Die „voranschreitende Ausbreitung” des Wolfes in Deutschland wollen die  Koalitionspartner „vernünftig managen”. Oberste Priorität habe dabei die Sicherheit des Menschen. Zudem will man sicherstellen, dass die Weidewirtschaft nicht beeinträchtigt wird. Der Schutz der Nutztiere müsse verbessert werden. Kosten für Schutzmaßnahmen sowie Schäden müssten „schnell und zu 100 Prozent” ausgeglichen werden. Wölfe, die Schutzmaßnahmen „mehrfach überwinden”, sollen dem Text zufolge entnommen werden.
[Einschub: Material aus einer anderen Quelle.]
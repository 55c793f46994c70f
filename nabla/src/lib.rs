//! Editable-document core for a structured math-formula editor.
//!
//! A [`Session`] owns a tree of formula atoms and a cursor into it, and
//! processes one [`Input`] at a time: navigation across arbitrary nesting,
//! structural edits (scripts, fractions, radicals, bracket pairs, the
//! slash-to-fraction heuristic) and a placeholder presentation pass. The
//! tree is never left in a state the cursor cannot resolve against.
//!
//! Rendering, layout and hit testing live behind the traits in
//! [`frontend`]; the session runs headless without them. Outbound
//! notifications are plain [`SessionEvent`] values the host drains after
//! each operation.
//!
//! ```
//! use nabla::{Input, Session};
//!
//! let mut session = Session::new();
//! session.key_presses([
//!     Input::Character('x'),
//!     Input::Superscript,
//!     Input::Character('2'),
//! ])?;
//! assert_eq!(session.markup(), "x^{2}");
//! # Ok::<(), nabla::EditorError>(())
//! ```

mod edit;
pub mod events;
pub mod frontend;
mod input;
pub mod navigation;
mod presentation;
mod session;
pub mod symbols;
pub mod testing;

pub use events::SessionEvent;
pub use frontend::{Caret, Color, LayoutEngine, LineStyle, Point, SymbolTable};
pub use input::Input;
pub use session::{EditorError, Session};

// Re-export the data model so most hosts only need one dependency.
pub use nabla_mathlist::{
    tree_to_markup, Atom, AtomKind, ListRange, MathList, Position, SlotKind, TreeError,
    PLACEHOLDER_FILLED, PLACEHOLDER_HOLLOW,
};
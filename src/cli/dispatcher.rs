//! Turns parsed commands into database calls.

use crate::cli::args::{Removal, Selection, TrackerCommand};
use crate::cli::output;
use crate::config::OutputFormat;
use crate::db::Database;
use crate::error::Result;
use chrono::{Local, NaiveDate};
use std::io::Write;
use std::sync::Arc;

/// Executes tracker commands against the database
pub struct Dispatcher {
    db: Arc<Database>,
    format: OutputFormat,
}

impl Dispatcher {
    pub fn new(db: Arc<Database>, format: OutputFormat) -> Self {
        Self { db, format }
    }

    /// Run one command and write its result to `out`
    ///
    /// Store failures come back as errors so the caller can pick the message
    /// and exit code.
    pub async fn dispatch<W: Write>(&self, command: TrackerCommand, out: &mut W) -> Result<()> {
        let result = self.execute(command, out).await;

        // The caller reports the failure to the user
        if let Err(e) = &result {
            tracing::debug!(error = %e, "command failed");
        }

        result
    }

    async fn execute<W: Write>(&self, command: TrackerCommand, out: &mut W) -> Result<()> {
        match command {
            TrackerCommand::Add(args) => {
                let input = args.into_new_entry(today());
                let entry = self.db.add_entry(input).await?;
                output::write_added(out, &entry, self.format)
            }
            TrackerCommand::Delete(args) => {
                let removed = match args.removal()? {
                    Removal::Id(id) => self.db.delete_entry(id).await?,
                    Removal::Entries(Selection::All) => self.db.delete_all_entries().await?,
                    Removal::Entries(Selection::Dates(first, second)) => {
                        warn_if_reversed(first, second);
                        self.db.delete_entries_in_date_range(first, second).await?
                    }
                    Removal::Entries(Selection::Project(title)) => {
                        self.db.delete_project_entries(&title).await?
                    }
                };
                output::write_deleted(out, removed, self.format)
            }
            TrackerCommand::Print(args) => {
                let entries = match args.selection()? {
                    Selection::All => self.db.select_all_entries().await?,
                    Selection::Dates(first, second) => {
                        warn_if_reversed(first, second);
                        self.db.select_entries_in_date_range(first, second).await?
                    }
                    Selection::Project(title) => self.db.select_project_entries(&title).await?,
                };
                output::write_entries(out, &entries, self.format)
            }
        }
    }
}

fn today() -> NaiveDate {
    Local::now().date_naive()
}

fn warn_if_reversed(first: NaiveDate, second: NaiveDate) {
    if first > second {
        tracing::warn!(%first, %second, "date range is reversed and matches no entries");
    }
}

#[cfg(test)]
mod tests {
    use super::*;
    use crate::cli::args::Cli;
    use crate::error::WordCountError;
    use clap::Parser;
    use std::sync::Mutex;

    #[derive(Clone, Default)]
    struct CapturedLogs(Arc<Mutex<Vec<u8>>>);

    impl Write for CapturedLogs {
        fn write(&mut self, buf: &[u8]) -> std::io::Result<usize> {
            self.0.lock().unwrap().extend_from_slice(buf);
            Ok(buf.len())
        }

        fn flush(&mut self) -> std::io::Result<()> {
            Ok(())
        }
    }

    async fn setup() -> (Dispatcher, Arc<Database>) {
        crate::logging::init_test();
        let db = Arc::new(Database::new_test().await.unwrap());
        let dispatcher = Dispatcher::new(Arc::clone(&db), OutputFormat::Text);
        (dispatcher, db)
    }

    fn command(args: &[&str]) -> TrackerCommand {
        let mut argv = vec!["wordcount"];
        argv.extend_from_slice(args);
        Cli::try_parse_from(argv).unwrap().command.unwrap()
    }

    async fn run(dispatcher: &Dispatcher, args: &[&str]) -> Result<String> {
        let mut out = Vec::new();
        dispatcher.dispatch(command(args), &mut out).await?;
        Ok(String::from_utf8(out).unwrap())
    }

    #[tokio::test]
    async fn test_add_defaults_to_today() {
        let (dispatcher, db) = setup().await;

        let text = run(&dispatcher, &["add", "750"]).await.unwrap();
        assert!(text.starts_with("Added entry #1: 750 words"));

        let all = db.select_all_entries().await.unwrap();
        assert_eq!(all.len(), 1);
        assert_eq!(all[0].date_of_entry, today());
        assert_eq!(all[0].project_title, None);
    }

    #[tokio::test]
    async fn test_print_and_delete_flow() {
        let (dispatcher, db) = setup().await;

        run(&dispatcher, &["add", "500", "2024-01-01"]).await.unwrap();
        run(&dispatcher, &["add", "300", "2024-01-05", "Novel"]).await.unwrap();

        let text = run(&dispatcher, &["print", "--dates", "2024-01-01", "2024-01-03"])
            .await
            .unwrap();
        assert!(text.contains("Entry #: 1 |"));
        assert!(!text.contains("Entry #: 2 |"));
        assert!(text.ends_with("1 entry, 500 words\n"));

        let text = run(&dispatcher, &["delete", "--project", "Novel"]).await.unwrap();
        assert_eq!(text, "Deleted 1 entry\n");

        let remaining = db.select_all_entries().await.unwrap();
        assert_eq!(remaining.len(), 1);
        assert_eq!(remaining[0].id, 1);
    }

    #[tokio::test]
    async fn test_delete_missing_id_succeeds() {
        let (dispatcher, _db) = setup().await;

        let text = run(&dispatcher, &["delete", "--id", "42"]).await.unwrap();
        assert_eq!(text, "Deleted 0 entries\n");
        let text = run(&dispatcher, &["delete", "--id", "42"]).await.unwrap();
        assert_eq!(text, "Deleted 0 entries\n");
    }

    #[tokio::test]
    async fn test_delete_all_then_print() {
        let (dispatcher, _db) = setup().await;

        run(&dispatcher, &["add", "100", "2024-02-02"]).await.unwrap();
        run(&dispatcher, &["add", "200", "2024-02-03"]).await.unwrap();

        let text = run(&dispatcher, &["delete", "--all"]).await.unwrap();
        assert_eq!(text, "Deleted 2 entries\n");

        let text = run(&dispatcher, &["print", "--all"]).await.unwrap();
        assert_eq!(text, "No entries found.\n");
    }

    #[tokio::test]
    async fn test_reversed_range_prints_nothing() {
        let (dispatcher, _db) = setup().await;

        run(&dispatcher, &["add", "100", "2024-02-02"]).await.unwrap();

        let text = run(&dispatcher, &["print", "--dates", "2024-02-03", "2024-02-01"])
            .await
            .unwrap();
        assert_eq!(text, "No entries found.\n");
    }

    #[tokio::test]
    async fn test_store_failure_is_returned() {
        let (dispatcher, db) = setup().await;

        let err = run(&dispatcher, &["add", "0", "2024-01-01"]).await.unwrap_err();
        assert!(matches!(err, WordCountError::Store { .. }));
        assert!(err.user_message().contains("word count 0"));

        assert!(db.select_all_entries().await.unwrap().is_empty());
    }

    #[tokio::test]
    async fn test_failure_is_not_logged_at_default_level() {
        let (dispatcher, _db) = setup().await;

        let logs = CapturedLogs::default();
        let writer = logs.clone();
        let subscriber = tracing_subscriber::fmt()
            .with_env_filter(tracing_subscriber::EnvFilter::new("warn"))
            .with_writer(move || writer.clone())
            .with_ansi(false)
            .finish();
        let _guard = tracing::subscriber::set_default(subscriber);

        let err = run(&dispatcher, &["add", "0", "2024-01-01"]).await.unwrap_err();
        assert!(err.user_message().contains("word count 0"));
        assert!(logs.0.lock().unwrap().is_empty());

        // Warnings still reach the same subscriber
        run(&dispatcher, &["print", "--dates", "2024-02-03", "2024-02-01"])
            .await
            .unwrap();
        let captured = String::from_utf8(logs.0.lock().unwrap().clone()).unwrap();
        assert!(captured.contains("date range is reversed"));
    }

    #[tokio::test]
    async fn test_json_output() {
        let (_, db) = setup().await;
        let dispatcher = Dispatcher::new(Arc::clone(&db), OutputFormat::Json);

        run(&dispatcher, &["add", "300", "2024-01-05", "Novel"]).await.unwrap();

        let text = run(&dispatcher, &["print", "--project", "Novel"]).await.unwrap();
        let value: serde_json::Value = serde_json::from_str(&text).unwrap();
        assert_eq!(value[0]["word_count"], 300);
        assert_eq!(value[0]["project_title"], "Novel");
    }
}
Betont werden die großen Potenziale von Land-, Forst- und Fischereiwirtschaft für den Klimaschutz und die Bewahrung der Biodiversität. Schutzmaßnahmen will man deshalb „verstärkt in Zusammenarbeit mit diesen Sektoren” voranbringen und die vorhandenen Instrumente dafür nutzen.
DBV zuversichtlich
Zum Abschluss der Koalitionsverhandlungen zwischen Union und SPD zeigt sich der Präsident des Deutschen Bauernverbands, Joachim Rukwied, zuversichtlich: „Die Koalitionsvereinbarung ist eine gute Arbeitsgrundlage für die neue Bundesregierung. Wir hoffen, dass diese Koalition jetzt auch tatsächlich zustande kommt. Denn mit Blick auf  die anstehenden Entscheidungen in Brüssel brauchen wir dringend eine stabile und handlungsfähige Regierung.”
Klöckner als Nachfolgerin von Schmidt genannt
Das Bundeslandwirtschaftsministerium soll zukünftig von der stellvertretenden CDU-Bundesvorsitzenden Julia Klöckner geführt werden, wurde aus Berlin am frühen Mittwochnachmittag  gemeldet. Wenig später hat deren Sprecher dies jedoch  noch nicht bestätigt. Die Meldungen zur Personalentscheidung die CDU-Landes- und Fraktionsvorsitzende Klöckner betreffend „sind zum jetzigen Zeitpunkt reine Spekulation”, wird der Sprecher von ntv zitiert. Die Kanzlerin werde erst in den nächsten Tagen über das Personal entscheiden. Zuvor hatte es in der Bundeshauptstadt geheißen, Klöckner wechsle von Mainz nach Berlin und löse Christian Schmidt von der Schwesterpartei CSU an der Spitze des Agrarressorts ab. Zuletzt war dieses Ministerium in den Neunzigerjahren von einem CDU-Politiker geleitet worden, und zwar von Jochen Borchert. Seine Amtszeit reichte von 1993 bis 1998.
Klöckner (45) ist mit dem Bundeslandwirtschaftsministerium indes bestens vertraut, denn sie war von 2009 bis 2011 Parlamentarische Staatssekretärin des Agrarressorts, als dieses von Ilse Aigner von der CSU geführt wurde. Die CDU-Vizevorsitzende hatte für ihre Partei auch die Koalitionsverhandlungen im Bereich Landwirtschaft und Ernährung federführend geleitet. Die Rheinland-Pfälzerin stammt aus einer Winzerfamilie. Im Jahr 1994 wurde Klöckner zur Nahe-Weinkönigin und 1995 zur Deutschen Weinkönigin für die Amtszeit 1995/96 gewählt. Seit 2010 ist sie Mitglied des CDU-Bundesvorstandes und seit 2012 stellvertretende Bundesvorsitzende der Partei.